In the present case, the allegations made in the first information report, prima facie constitute cognizable offence and make out a case against the accused persons. After investigation, the Investigating Officer of the 2nd respondent/CBI filed supplementary charge sheets and the competent Court took cognizance of the supplementary charge sheets and the matter is committed to the court of Sessions. The accused persons have not made out an express legal bar engrafted in any of the provisions of the Code to the institution and continuance of the proceedings in Crime No.135/2016. The accused persons have also not made out that a criminal proceeding is manifestly attended with mala fide and/or the proceeding is maliciously instituted with an ulterior motive for wreaking vengeance on the accused and with a view to spite him due to private and personal grudge.. It is not in dispute that separation of powers is a part of the basic structure of the Constitution, the “ordinary” executive power of the State Government under Section 6 and ‘extraordinary judicial power’ of the constitutional courts are mutually exclusive and are not interdependent and there is no particular form to give consent under Section 6 of Delhi Special Police Establishment Act
The parameters for exercise of both the distinct powers of Government and Courts are naturally different and it is always possible and permissible, that even after the constitutional court declines to exercise its extraordinary judicial power holding that the case does not involve circumstances which are rare or exceptional, the State Government can exercise its ordinary executive powers under section 6 of the Delhi Special Police Establishment Act, 1946 in granting consent and the Central Government can, thereafter exercise its power by accepting the investigation entrusted to it by the State Government.
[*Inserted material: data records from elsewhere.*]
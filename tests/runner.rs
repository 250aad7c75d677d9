use anyhow::Result;
use tagtally::{CombinePolicy, ExecMode, Pipeline, Runner, Sum, from_iter, from_vec, merge_counts};

fn words(n: usize) -> Vec<String> {
    (0..n).map(|i| format!("w{}", (i * 7919) % 137)).collect()
}

fn runners() -> Vec<Runner> {
    let mut out = Vec::new();
    for combine in [
        CombinePolicy::Never,
        CombinePolicy::Once,
        CombinePolicy::Spill(1),
        CombinePolicy::Spill(13),
    ] {
        out.push(Runner {
            mode: ExecMode::Sequential,
            combine,
            ..Runner::default()
        });
        for partitions in [1, 3, 8] {
            out.push(Runner {
                mode: ExecMode::Parallel {
                    threads: Some(4),
                    partitions: Some(partitions),
                },
                combine,
                ..Runner::default()
            });
        }
    }
    out
}

#[test]
fn every_runner_agrees_on_counts() -> Result<()> {
    let data = words(5_000);
    let p = Pipeline::default();
    let expected = from_vec(&p, data.clone())
        .key_by(|w: &String| w.clone())
        .map_values(|_| 1u64)
        .combine_values(Sum)
        .collect_seq_sorted()?;
    assert_eq!(expected.len(), 137);
    assert_eq!(expected.iter().map(|(_, c)| c).sum::<u64>(), 5_000);

    for runner in runners() {
        let p = Pipeline::default();
        let got = from_vec(&p, data.clone())
            .map(|w: &String| (w.clone(), 1u64))
            .combine_values(Sum)
            .collect_sorted_by_key_with(&runner)?;
        assert_eq!(got, expected, "{runner:?}");
    }
    Ok(())
}

#[test]
fn grouping_then_summing_matches_combining() -> Result<()> {
    let p = Pipeline::default();
    let pairs = from_vec(&p, words(3_000)).map(|w: &String| (w.clone(), 1u64));

    let combined = pairs.clone().combine_values(Sum).collect_par_sorted_by_key(None, Some(5))?;
    let grouped = pairs
        .group_by_key()
        .map(|(k, vs): &(String, Vec<u64>)| (k.clone(), merge_counts(vs.iter().copied())))
        .collect_par_sorted_by_key(None, Some(5))?;

    assert_eq!(combined, grouped);
    Ok(())
}

#[test]
fn global_combine_emits_one_value_even_when_empty() -> Result<()> {
    let p = Pipeline::default();
    let total = from_vec(&p, Vec::<u64>::new())
        .combine_globally(Sum)
        .collect_par(None, Some(4))?;
    assert_eq!(total, vec![0]);

    let total = from_iter(&p, 1..=100u64)
        .filter(|n: &u64| n % 2 == 0)
        .combine_globally(Sum)
        .collect_with(&Runner {
            combine: CombinePolicy::Never,
            ..Runner::default()
        })?;
    assert_eq!(total, vec![2_550]);
    Ok(())
}

#[test]
fn stateless_chain_after_a_barrier_runs() -> Result<()> {
    let p = Pipeline::default();
    let out = from_vec(&p, vec![("a".to_string(), 2u64), ("b".to_string(), 3), ("a".to_string(), 4)])
        .combine_values(Sum)
        .map_values(|n: &u64| n * 10)
        .flat_map(|(k, n): &(String, u64)| vec![k.clone(); (*n / 30) as usize])
        .collect_seq_sorted()?;
    assert_eq!(out, vec!["a", "a", "b"]);
    Ok(())
}

#[test]
fn pipeline_grows_one_node_per_transform() {
    let p = Pipeline::default();
    let _ = from_vec(&p, vec![1u64, 2, 3])
        .map(|n: &u64| n + 1)
        .filter(|n: &u64| *n > 2)
        .combine_globally(Sum);
    assert_eq!(p.node_count(), 4);
}
use crate::collection::CombineFn;
use crate::node::{LocalFn, MergeFn, Node};
use crate::runner::CombinePolicy;
use crate::shuffle::{Shuffled, combiner_runs, decode, encode};
use crate::type_token::{Partition, take_vec};
use crate::{PCollection, RFBound};
use anyhow::Result;
use serde::Serialize;
use serde::de::DeserializeOwned;
use std::collections::HashMap;
use std::hash::Hash;
use std::sync::Arc;

impl<K: RFBound + Eq + Hash, V: RFBound> PCollection<(K, V)> {
    /// Combine-by-key through a user-supplied [`CombineFn`].
    ///
    /// Map side: each combiner run of a partition folds its pairs into one
    /// accumulator per key and ships `Vec<(K, A)>`. Reduce side: every
    /// accumulator for a key, from every partition, goes through one
    /// `merge_all` + `finish`.
    pub fn combine_values<C, A, O>(self, comb: C) -> PCollection<(K, O)>
    where
        C: CombineFn<V, A, O> + 'static,
        A: Send + Sync + Serialize + DeserializeOwned + 'static,
        O: RFBound,
    {
        let comb = Arc::new(comb);

        let local: LocalFn = {
            let comb = Arc::clone(&comb);
            Arc::new(move |p: Partition, policy: CombinePolicy| -> Result<Vec<Shuffled>> {
                let kv = take_vec::<(K, V)>(p, "combine local")?;
                let mut out = Vec::new();
                for run in combiner_runs(kv, policy) {
                    let mut accs: HashMap<K, A> = HashMap::new();
                    for (k, v) in run {
                        comb.add_input(accs.entry(k).or_insert_with(|| comb.create()), v);
                    }
                    let partial: Vec<(K, A)> = accs.into_iter().collect();
                    out.push(encode("combine local", &partial)?);
                }
                Ok(out)
            })
        };

        let merge: MergeFn = {
            let comb = Arc::clone(&comb);
            Arc::new(move |blobs: Vec<Shuffled>| -> Result<Partition> {
                let mut grouped: HashMap<K, Vec<A>> = HashMap::new();
                for blob in &blobs {
                    let partial: Vec<(K, A)> = decode("combine merge", blob)?;
                    for (k, a) in partial {
                        grouped.entry(k).or_default().push(a);
                    }
                }
                let out: Vec<(K, O)> = grouped
                    .into_iter()
                    .map(|(k, accs)| (k, comb.finish(comb.merge_all(accs))))
                    .collect();
                Ok(Box::new(out) as Partition)
            })
        };

        self.then(Node::CombineValues { local, merge })
    }
}
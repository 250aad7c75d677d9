//! Resolving input arguments into the list of files a job reads.
//!
//! An input may be:
//! - a plain file path,
//! - a directory, meaning every visible file directly inside it (the layout
//!   a previous job's output directory has),
//! - a glob pattern such as `dumps/*.xml.gz`.
//!
//! Files whose name starts with `_` or `.` (`_SUCCESS`, editor droppings)
//! are skipped when expanding directories and patterns. Results are sorted
//! and de-duplicated so repeated runs see the same partition layout.

use anyhow::{Context, Result, bail};
use glob::glob;
use std::fs::read_dir;
use std::path::{Path, PathBuf};

/// Expand a glob pattern into the sorted list of matching visible files.
pub fn expand_glob(pattern: &str) -> Result<Vec<PathBuf>> {
    let paths = glob(pattern).with_context(|| format!("invalid glob pattern: {pattern}"))?;
    let mut result = Vec::new();
    for entry in paths {
        let path =
            entry.with_context(|| format!("error reading glob entry for pattern: {pattern}"))?;
        if path.is_file() && is_visible(&path) {
            result.push(path);
        }
    }
    result.sort();
    Ok(result)
}

/// Resolve every input argument; zero resulting files is an error.
pub fn expand_inputs<S: AsRef<str>>(inputs: &[S]) -> Result<Vec<PathBuf>> {
    let mut files = Vec::new();
    for input in inputs {
        let input = input.as_ref();
        let path = Path::new(input);
        if path.is_dir() {
            files.extend(list_dir(path)?);
        } else if path.is_file() {
            files.push(path.to_path_buf());
        } else if input.contains(['*', '?', '[']) {
            files.extend(expand_glob(input)?);
        } else {
            bail!("input not found: {input}");
        }
    }
    files.sort();
    files.dedup();
    if files.is_empty() {
        bail!("no input files found in {} argument(s)", inputs.len());
    }
    Ok(files)
}

fn list_dir(dir: &Path) -> Result<Vec<PathBuf>> {
    let mut out = Vec::new();
    for entry in read_dir(dir).with_context(|| format!("list {}", dir.display()))? {
        let path = entry
            .with_context(|| format!("list {}", dir.display()))?
            .path();
        if path.is_file() && is_visible(&path) {
            out.push(path);
        }
    }
    Ok(out)
}

fn is_visible(path: &Path) -> bool {
    path.file_name()
        .and_then(|n| n.to_str())
        .is_some_and(|n| !n.starts_with('_') && !n.starts_with('.'))
}

#[cfg(test)]
mod tests {
    use super::*;
    use std::fs::{File, create_dir};
    use tempfile::tempdir;

    #[test]
    fn directory_input_skips_markers() -> Result<()> {
        let dir = tempdir()?;
        File::create(dir.path().join("part-r-00000"))?;
        File::create(dir.path().join("part-r-00001"))?;
        File::create(dir.path().join("_SUCCESS"))?;
        File::create(dir.path().join(".part-r-00000.crc"))?;
        create_dir(dir.path().join("nested"))?;

        let files = expand_inputs(&[dir.path().to_string_lossy()])?;
        let names: Vec<_> = files
            .iter()
            .map(|p| p.file_name().unwrap().to_string_lossy().into_owned())
            .collect();
        assert_eq!(names, vec!["part-r-00000", "part-r-00001"]);
        Ok(())
    }

    #[test]
    fn patterns_and_files_are_merged_and_deduplicated() -> Result<()> {
        let dir = tempdir()?;
        let a = dir.path().join("a.xml");
        let b = dir.path().join("b.xml");
        File::create(&a)?;
        File::create(&b)?;
        let pattern = dir.path().join("*.xml").to_string_lossy().into_owned();

        let files = expand_inputs(&[pattern, a.to_string_lossy().into_owned()])?;
        assert_eq!(files, vec![a, b]);
        Ok(())
    }

    #[test]
    fn missing_input_is_an_error() {
        assert!(expand_inputs(&["/definitely/not/here.xml"]).is_err());
        let dir = tempdir().unwrap();
        let pattern = dir.path().join("*.none").to_string_lossy().into_owned();
        assert!(expand_inputs(&[pattern]).is_err());
    }
}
It is well settled that the accused/petitioners ares not entitled to say what agency investigates him. The investigation by CBI is permissible even after filing of charge sheet by the local police
In the light of the law laid down by the Hon’ble Supreme Court in the aforesaid judgments, the contention of learned counsel for the petitioners that the impugned Government Order issued by the State Government for re-investigation, cannot be accepted and infact the impugned Government Order has been issued for ‘further investigation’ only.
It is relevant to quote the words from the case of JENNISON -vs- BAKER reported in 1972(1) All.ER.997, wherein it is held that:
“the law should not be seen to sit by limply, while those who defy it go free, and those who seek its protection lose hope”
It is well settled that the trial should not be victim centric, forgetting the valuable rights available to the accused, but, when the relevant material becomes available in accordance with law before the trial Court, the accused cannot be heard to say that the same cannot be looked into for a fair trial. The administering criminal justice is a two-end process, where guarding the ensured rights of the accused under the Constitution is as imperative as ensuring justice to the victim. Therefore, it becomes clear that a fair trial envisages production of all relevant material before the trial Court for discovering the truth of the matter. It is not as if the petitioners/accused persons would be put to any prejudice if two supplementary charge sheets and the additional documents are examined by the Sessions Court in the present case and the witnesses relevant to such documents are permitted to be examined.
It is well settled that, if a prima facie case is made out, disclosing the ingredients of the offences as alleged against the accused, the Court cannot quash the criminal proceedings as admittedly in the present case, when the trial is half way charge sheets are filed by impleading the new accused persons, cognizance of the offences already taken by the competent Court and now the matter is being posted for further trial.